● EXERCISE BRIEF: Write out, word for word, every line in the data below from the one containing "#[derive(Clone)]" to the one containing "client from config.", both of them included.

** Opening TASK INPUTS block **

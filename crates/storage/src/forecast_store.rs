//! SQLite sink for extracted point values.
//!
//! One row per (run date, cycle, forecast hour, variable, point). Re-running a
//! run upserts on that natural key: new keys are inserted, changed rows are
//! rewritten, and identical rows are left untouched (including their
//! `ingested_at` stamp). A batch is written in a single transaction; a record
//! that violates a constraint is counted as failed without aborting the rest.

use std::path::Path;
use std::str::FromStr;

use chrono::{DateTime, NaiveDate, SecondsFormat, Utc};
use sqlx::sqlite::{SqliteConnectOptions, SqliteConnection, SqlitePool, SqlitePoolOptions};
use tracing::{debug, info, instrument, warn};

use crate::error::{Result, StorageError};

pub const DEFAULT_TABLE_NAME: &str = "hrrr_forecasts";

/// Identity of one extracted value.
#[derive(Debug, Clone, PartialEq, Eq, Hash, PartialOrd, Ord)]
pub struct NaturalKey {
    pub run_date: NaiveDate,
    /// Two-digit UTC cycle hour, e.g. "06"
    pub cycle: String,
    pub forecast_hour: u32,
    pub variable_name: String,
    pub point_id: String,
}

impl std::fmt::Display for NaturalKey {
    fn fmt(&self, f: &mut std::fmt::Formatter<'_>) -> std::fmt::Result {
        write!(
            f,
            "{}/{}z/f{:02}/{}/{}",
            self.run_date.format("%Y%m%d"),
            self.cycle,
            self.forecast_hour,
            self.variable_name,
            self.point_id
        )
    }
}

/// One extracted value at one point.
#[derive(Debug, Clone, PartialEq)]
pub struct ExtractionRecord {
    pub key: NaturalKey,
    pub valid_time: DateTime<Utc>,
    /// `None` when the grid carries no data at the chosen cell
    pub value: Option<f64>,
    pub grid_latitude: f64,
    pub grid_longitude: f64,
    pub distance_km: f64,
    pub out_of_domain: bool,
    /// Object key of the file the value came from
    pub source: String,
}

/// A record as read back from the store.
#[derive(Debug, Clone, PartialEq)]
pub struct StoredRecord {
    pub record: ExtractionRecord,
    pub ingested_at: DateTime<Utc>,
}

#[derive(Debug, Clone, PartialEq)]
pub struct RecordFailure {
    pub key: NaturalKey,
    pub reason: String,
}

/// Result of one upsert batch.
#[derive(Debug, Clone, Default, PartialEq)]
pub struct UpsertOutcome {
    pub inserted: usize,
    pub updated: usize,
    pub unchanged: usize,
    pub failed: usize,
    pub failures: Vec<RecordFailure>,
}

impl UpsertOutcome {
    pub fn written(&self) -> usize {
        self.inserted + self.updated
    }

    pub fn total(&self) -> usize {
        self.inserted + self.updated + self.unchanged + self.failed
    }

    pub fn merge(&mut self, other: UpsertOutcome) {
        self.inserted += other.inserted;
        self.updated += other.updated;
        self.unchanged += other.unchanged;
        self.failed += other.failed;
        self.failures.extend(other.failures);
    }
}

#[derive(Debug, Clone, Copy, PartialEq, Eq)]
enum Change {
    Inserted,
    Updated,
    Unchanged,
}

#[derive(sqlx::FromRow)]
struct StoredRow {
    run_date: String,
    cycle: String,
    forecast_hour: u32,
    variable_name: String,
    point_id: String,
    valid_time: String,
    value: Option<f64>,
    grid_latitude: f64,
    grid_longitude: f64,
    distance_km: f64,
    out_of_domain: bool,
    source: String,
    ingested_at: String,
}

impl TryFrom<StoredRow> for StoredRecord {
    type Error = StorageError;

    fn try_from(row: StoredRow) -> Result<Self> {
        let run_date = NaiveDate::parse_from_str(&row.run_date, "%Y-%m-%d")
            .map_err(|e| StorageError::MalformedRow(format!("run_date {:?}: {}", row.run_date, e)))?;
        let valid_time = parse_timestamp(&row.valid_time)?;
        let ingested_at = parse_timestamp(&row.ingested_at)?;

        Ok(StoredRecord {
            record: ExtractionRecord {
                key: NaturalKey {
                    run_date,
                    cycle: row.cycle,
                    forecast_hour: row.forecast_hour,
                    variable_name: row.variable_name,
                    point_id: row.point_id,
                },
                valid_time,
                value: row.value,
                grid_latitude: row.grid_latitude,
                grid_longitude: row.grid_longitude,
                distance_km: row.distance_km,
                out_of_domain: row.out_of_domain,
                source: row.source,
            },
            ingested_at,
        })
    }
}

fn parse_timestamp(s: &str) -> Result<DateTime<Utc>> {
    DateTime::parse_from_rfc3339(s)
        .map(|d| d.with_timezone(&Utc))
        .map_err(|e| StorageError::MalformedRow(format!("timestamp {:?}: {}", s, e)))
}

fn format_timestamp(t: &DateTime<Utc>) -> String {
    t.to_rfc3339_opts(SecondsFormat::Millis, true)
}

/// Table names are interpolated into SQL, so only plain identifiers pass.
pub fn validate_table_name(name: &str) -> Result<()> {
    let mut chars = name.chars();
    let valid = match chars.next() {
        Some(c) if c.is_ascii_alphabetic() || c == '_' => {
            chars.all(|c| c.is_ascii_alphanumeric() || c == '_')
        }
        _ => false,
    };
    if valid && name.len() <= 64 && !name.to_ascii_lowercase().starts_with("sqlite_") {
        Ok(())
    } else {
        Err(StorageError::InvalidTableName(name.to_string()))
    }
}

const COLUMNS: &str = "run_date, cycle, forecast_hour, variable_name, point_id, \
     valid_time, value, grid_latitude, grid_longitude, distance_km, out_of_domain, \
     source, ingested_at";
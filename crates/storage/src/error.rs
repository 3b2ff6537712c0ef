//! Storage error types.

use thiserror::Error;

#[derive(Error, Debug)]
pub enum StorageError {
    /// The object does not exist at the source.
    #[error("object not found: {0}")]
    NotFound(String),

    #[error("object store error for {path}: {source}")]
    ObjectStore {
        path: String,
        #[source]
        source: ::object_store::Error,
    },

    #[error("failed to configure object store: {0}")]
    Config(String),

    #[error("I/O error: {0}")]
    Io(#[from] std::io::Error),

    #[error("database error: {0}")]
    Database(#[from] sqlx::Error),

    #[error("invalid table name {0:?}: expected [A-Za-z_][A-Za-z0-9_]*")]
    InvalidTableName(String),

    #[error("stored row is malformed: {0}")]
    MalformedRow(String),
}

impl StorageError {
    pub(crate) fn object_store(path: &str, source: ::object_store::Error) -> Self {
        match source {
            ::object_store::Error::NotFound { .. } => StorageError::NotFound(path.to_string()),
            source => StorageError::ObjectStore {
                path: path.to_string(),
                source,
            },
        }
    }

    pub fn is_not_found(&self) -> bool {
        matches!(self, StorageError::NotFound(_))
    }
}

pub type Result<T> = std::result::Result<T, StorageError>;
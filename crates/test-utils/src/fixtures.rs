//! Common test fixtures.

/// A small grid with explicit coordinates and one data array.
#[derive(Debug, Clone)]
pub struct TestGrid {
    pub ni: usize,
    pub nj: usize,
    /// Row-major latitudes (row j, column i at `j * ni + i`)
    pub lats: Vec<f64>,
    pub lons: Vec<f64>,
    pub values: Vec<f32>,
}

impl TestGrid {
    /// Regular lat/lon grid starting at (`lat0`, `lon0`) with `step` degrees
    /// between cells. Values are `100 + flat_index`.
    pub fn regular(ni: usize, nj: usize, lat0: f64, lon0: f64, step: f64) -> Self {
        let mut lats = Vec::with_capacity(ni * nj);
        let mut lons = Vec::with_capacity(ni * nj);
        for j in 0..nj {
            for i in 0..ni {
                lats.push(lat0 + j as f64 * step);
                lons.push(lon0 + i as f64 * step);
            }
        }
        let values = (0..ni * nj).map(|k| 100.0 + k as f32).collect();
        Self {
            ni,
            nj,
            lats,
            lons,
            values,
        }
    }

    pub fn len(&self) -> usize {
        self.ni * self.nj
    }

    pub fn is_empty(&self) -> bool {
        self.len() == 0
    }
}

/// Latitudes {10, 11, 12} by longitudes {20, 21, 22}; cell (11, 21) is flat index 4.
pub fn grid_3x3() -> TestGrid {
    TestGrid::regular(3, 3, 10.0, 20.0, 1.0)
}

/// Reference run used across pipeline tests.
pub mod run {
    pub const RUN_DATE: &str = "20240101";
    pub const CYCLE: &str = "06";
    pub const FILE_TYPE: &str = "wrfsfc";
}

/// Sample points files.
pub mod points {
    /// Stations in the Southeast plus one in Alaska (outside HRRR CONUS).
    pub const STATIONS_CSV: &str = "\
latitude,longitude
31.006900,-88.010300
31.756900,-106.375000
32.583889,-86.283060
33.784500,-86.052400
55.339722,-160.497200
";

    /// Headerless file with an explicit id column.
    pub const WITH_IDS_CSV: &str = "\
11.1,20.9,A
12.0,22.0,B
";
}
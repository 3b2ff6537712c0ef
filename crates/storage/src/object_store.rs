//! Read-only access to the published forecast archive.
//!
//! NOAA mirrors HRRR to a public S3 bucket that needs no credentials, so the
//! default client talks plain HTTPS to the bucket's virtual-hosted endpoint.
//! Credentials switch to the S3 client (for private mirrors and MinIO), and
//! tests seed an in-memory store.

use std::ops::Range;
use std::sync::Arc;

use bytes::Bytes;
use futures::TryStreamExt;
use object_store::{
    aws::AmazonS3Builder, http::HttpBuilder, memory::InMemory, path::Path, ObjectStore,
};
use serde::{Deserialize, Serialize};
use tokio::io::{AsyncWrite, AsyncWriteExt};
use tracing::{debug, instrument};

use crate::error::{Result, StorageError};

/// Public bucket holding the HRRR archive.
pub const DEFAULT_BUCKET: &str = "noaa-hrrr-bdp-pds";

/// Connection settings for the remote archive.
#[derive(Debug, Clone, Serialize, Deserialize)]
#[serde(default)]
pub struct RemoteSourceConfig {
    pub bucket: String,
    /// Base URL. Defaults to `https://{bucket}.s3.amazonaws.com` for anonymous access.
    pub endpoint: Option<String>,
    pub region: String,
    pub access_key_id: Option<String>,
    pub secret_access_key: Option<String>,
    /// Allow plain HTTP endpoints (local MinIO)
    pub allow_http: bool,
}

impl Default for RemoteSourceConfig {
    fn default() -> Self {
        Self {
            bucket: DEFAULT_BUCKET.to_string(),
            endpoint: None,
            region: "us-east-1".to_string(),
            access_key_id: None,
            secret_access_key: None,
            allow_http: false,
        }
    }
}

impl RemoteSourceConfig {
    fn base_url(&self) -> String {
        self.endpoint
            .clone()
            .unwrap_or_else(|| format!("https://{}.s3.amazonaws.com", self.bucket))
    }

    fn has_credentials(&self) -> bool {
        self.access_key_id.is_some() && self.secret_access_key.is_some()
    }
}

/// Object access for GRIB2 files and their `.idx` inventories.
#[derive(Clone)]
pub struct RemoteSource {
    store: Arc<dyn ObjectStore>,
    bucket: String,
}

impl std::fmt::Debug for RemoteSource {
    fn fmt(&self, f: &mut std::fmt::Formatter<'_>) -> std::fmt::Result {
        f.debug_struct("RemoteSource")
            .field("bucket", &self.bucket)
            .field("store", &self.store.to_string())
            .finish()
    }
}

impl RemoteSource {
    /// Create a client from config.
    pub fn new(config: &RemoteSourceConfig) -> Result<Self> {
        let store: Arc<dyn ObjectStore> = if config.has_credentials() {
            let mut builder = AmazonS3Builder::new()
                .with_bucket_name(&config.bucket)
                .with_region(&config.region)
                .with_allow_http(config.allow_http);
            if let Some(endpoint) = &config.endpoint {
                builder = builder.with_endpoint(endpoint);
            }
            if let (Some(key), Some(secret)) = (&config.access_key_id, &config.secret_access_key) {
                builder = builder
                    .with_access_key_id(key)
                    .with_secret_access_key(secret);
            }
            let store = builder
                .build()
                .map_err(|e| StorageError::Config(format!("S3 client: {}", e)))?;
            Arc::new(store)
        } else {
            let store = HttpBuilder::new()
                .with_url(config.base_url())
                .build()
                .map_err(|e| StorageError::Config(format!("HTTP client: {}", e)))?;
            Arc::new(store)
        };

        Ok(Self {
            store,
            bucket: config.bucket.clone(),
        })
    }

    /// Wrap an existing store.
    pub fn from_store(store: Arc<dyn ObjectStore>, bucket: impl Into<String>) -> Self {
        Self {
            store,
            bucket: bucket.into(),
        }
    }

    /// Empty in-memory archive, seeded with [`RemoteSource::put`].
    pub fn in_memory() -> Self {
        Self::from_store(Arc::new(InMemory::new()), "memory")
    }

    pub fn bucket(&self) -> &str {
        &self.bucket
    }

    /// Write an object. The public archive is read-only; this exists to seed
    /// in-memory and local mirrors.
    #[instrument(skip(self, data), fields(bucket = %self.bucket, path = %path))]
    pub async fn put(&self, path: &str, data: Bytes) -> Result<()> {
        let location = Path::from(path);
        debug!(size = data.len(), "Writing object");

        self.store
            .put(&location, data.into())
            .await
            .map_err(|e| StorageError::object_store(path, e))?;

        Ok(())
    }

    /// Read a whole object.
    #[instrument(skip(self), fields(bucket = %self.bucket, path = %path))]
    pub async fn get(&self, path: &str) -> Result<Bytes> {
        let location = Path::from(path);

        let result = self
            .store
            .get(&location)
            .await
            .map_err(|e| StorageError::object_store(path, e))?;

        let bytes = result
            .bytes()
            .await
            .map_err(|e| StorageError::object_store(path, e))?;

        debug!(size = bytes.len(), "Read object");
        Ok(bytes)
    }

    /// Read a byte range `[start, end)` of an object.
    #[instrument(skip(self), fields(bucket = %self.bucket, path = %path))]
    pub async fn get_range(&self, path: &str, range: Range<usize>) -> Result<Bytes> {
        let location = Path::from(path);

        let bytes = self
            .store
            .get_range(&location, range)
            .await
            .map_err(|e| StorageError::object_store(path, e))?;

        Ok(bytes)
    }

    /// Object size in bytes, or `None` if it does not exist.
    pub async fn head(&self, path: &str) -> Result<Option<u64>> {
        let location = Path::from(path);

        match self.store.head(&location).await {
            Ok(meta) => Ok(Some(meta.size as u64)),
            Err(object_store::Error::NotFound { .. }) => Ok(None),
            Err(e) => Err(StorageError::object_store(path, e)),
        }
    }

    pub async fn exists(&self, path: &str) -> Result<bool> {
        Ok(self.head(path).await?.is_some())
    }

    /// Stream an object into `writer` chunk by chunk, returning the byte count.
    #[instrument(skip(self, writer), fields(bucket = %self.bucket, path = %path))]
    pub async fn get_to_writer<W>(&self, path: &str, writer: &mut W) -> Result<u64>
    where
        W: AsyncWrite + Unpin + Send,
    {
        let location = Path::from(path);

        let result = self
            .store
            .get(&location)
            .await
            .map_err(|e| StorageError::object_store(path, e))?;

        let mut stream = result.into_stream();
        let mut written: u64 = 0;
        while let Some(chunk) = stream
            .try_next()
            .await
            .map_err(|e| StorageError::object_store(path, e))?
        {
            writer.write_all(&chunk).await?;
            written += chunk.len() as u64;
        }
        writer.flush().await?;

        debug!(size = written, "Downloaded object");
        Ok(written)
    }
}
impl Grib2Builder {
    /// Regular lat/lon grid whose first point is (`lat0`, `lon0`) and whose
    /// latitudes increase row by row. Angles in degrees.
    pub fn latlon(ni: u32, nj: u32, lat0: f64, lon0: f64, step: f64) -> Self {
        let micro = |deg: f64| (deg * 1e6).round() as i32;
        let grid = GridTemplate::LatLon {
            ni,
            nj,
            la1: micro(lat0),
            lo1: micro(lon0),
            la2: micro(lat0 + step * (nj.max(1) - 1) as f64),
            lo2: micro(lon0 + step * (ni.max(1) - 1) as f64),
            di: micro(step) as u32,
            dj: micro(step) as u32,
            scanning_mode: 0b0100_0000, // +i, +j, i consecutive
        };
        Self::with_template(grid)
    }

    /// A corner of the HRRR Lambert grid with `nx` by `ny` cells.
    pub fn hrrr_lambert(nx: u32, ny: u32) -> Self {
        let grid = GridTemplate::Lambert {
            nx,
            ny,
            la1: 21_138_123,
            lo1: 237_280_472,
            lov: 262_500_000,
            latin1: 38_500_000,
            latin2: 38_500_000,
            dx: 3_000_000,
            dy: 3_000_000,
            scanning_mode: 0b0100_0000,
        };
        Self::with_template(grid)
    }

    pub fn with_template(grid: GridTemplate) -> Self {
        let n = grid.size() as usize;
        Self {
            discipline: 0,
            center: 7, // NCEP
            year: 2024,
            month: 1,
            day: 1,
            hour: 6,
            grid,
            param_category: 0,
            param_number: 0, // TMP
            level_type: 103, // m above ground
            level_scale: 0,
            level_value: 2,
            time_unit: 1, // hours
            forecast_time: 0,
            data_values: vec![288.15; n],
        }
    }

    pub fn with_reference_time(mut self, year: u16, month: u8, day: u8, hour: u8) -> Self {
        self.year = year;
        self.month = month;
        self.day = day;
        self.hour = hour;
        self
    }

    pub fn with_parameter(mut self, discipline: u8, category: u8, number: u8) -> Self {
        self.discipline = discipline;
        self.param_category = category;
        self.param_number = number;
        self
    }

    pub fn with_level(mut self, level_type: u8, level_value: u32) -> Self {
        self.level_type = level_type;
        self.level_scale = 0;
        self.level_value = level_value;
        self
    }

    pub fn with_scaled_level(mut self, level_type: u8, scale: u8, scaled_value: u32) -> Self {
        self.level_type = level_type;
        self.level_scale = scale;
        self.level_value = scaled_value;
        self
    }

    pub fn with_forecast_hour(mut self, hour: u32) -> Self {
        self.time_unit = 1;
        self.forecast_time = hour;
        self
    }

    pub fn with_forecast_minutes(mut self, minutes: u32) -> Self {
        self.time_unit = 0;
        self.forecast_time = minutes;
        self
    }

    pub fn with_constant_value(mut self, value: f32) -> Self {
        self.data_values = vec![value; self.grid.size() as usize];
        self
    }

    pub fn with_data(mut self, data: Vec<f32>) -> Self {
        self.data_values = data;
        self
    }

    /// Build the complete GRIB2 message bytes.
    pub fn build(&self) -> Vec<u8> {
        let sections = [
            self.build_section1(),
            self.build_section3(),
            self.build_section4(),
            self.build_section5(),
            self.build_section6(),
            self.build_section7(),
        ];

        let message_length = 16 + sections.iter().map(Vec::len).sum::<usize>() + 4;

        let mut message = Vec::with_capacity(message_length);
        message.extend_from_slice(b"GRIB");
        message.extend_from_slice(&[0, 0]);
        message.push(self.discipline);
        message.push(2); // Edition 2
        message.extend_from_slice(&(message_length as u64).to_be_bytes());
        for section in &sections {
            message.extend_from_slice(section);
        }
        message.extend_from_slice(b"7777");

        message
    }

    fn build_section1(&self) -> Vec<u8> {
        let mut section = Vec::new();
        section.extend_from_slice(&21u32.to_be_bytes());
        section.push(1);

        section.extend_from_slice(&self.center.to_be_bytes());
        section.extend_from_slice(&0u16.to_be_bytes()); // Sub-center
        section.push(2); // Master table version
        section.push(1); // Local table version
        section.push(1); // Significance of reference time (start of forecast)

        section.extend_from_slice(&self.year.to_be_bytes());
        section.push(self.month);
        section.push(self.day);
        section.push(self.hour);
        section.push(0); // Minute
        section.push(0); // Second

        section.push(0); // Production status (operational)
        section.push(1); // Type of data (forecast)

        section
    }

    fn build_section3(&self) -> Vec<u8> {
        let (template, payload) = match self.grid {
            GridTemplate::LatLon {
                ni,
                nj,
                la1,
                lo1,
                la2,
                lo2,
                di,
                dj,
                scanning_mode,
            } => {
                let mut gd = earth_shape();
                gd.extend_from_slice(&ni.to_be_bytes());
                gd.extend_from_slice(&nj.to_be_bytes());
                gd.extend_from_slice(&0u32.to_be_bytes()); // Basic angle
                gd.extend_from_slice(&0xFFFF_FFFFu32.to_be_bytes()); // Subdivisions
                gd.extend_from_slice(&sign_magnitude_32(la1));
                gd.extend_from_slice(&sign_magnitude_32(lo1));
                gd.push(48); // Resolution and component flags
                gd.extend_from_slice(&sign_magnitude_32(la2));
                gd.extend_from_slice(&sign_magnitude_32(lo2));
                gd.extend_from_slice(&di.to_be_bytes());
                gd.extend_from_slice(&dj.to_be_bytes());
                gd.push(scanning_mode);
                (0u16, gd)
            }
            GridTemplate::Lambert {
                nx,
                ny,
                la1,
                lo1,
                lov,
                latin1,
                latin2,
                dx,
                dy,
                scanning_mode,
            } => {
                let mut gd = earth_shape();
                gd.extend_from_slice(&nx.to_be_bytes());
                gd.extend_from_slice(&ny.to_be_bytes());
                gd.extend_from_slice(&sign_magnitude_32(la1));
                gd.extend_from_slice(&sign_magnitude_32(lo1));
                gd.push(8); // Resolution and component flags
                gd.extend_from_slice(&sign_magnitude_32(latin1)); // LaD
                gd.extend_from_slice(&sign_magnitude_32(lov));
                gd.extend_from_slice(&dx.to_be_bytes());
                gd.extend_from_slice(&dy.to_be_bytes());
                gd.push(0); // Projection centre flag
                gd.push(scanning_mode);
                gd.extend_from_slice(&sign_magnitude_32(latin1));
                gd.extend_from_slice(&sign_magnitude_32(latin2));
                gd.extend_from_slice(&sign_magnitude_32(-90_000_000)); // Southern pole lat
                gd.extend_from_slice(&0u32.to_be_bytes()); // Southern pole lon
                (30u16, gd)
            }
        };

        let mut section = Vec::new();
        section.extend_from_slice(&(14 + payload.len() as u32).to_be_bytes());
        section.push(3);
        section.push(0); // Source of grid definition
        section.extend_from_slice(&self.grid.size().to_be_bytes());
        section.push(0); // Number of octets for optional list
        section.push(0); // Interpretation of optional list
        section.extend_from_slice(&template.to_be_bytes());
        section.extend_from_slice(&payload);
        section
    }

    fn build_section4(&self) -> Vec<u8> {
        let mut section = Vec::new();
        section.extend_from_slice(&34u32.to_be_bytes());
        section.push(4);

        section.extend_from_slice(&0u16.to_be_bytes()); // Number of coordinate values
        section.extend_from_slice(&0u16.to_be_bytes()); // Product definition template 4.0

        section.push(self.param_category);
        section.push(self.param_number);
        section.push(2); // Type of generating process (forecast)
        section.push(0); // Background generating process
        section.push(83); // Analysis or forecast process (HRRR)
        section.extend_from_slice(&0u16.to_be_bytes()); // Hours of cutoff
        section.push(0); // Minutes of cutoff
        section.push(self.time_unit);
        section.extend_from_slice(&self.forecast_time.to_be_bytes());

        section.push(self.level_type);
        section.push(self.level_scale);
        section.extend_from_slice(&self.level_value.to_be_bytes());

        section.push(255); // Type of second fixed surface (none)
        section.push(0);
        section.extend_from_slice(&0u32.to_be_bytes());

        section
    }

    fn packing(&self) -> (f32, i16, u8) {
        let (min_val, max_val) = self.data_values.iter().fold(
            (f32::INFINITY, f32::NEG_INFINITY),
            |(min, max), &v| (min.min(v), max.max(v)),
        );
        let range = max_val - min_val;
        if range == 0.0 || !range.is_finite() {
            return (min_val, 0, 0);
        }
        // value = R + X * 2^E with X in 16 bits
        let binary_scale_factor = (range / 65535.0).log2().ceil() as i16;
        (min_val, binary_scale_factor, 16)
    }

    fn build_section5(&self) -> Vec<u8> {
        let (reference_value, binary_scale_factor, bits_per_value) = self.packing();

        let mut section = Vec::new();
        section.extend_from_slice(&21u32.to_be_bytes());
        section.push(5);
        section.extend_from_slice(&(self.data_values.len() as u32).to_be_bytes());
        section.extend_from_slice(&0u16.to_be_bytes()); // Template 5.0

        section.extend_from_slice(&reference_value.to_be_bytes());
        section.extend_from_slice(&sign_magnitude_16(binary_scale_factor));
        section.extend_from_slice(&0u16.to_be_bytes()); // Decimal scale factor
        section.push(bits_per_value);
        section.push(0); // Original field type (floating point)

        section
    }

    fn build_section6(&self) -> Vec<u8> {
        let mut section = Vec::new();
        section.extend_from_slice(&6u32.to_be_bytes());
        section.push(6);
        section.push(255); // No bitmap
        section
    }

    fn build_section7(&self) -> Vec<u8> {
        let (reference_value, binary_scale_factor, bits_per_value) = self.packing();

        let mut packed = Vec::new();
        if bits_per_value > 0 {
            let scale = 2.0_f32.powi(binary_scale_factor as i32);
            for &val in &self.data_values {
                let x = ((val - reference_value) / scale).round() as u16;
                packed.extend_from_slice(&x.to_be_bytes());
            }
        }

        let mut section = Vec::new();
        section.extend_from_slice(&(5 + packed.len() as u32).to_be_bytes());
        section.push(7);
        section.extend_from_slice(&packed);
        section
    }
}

** Closing TASK INPUTS block **

● ANSWER TO THE EXERCISE:
#[derive(Clone)]
pub struct RemoteSource {
    store: Arc<dyn ObjectStore>,
    bucket: String,
}

impl std::fmt::Debug for RemoteSource {
    fn fmt(&self, f: &mut std::fmt::Formatter<'_>) -> std::fmt::Result {
        f.debug_struct("RemoteSource")
            .field("bucket", &self.bucket)
            .field("store", &self.store.to_string())
            .finish()
    }
}

impl RemoteSource {
    /// Create a client from config.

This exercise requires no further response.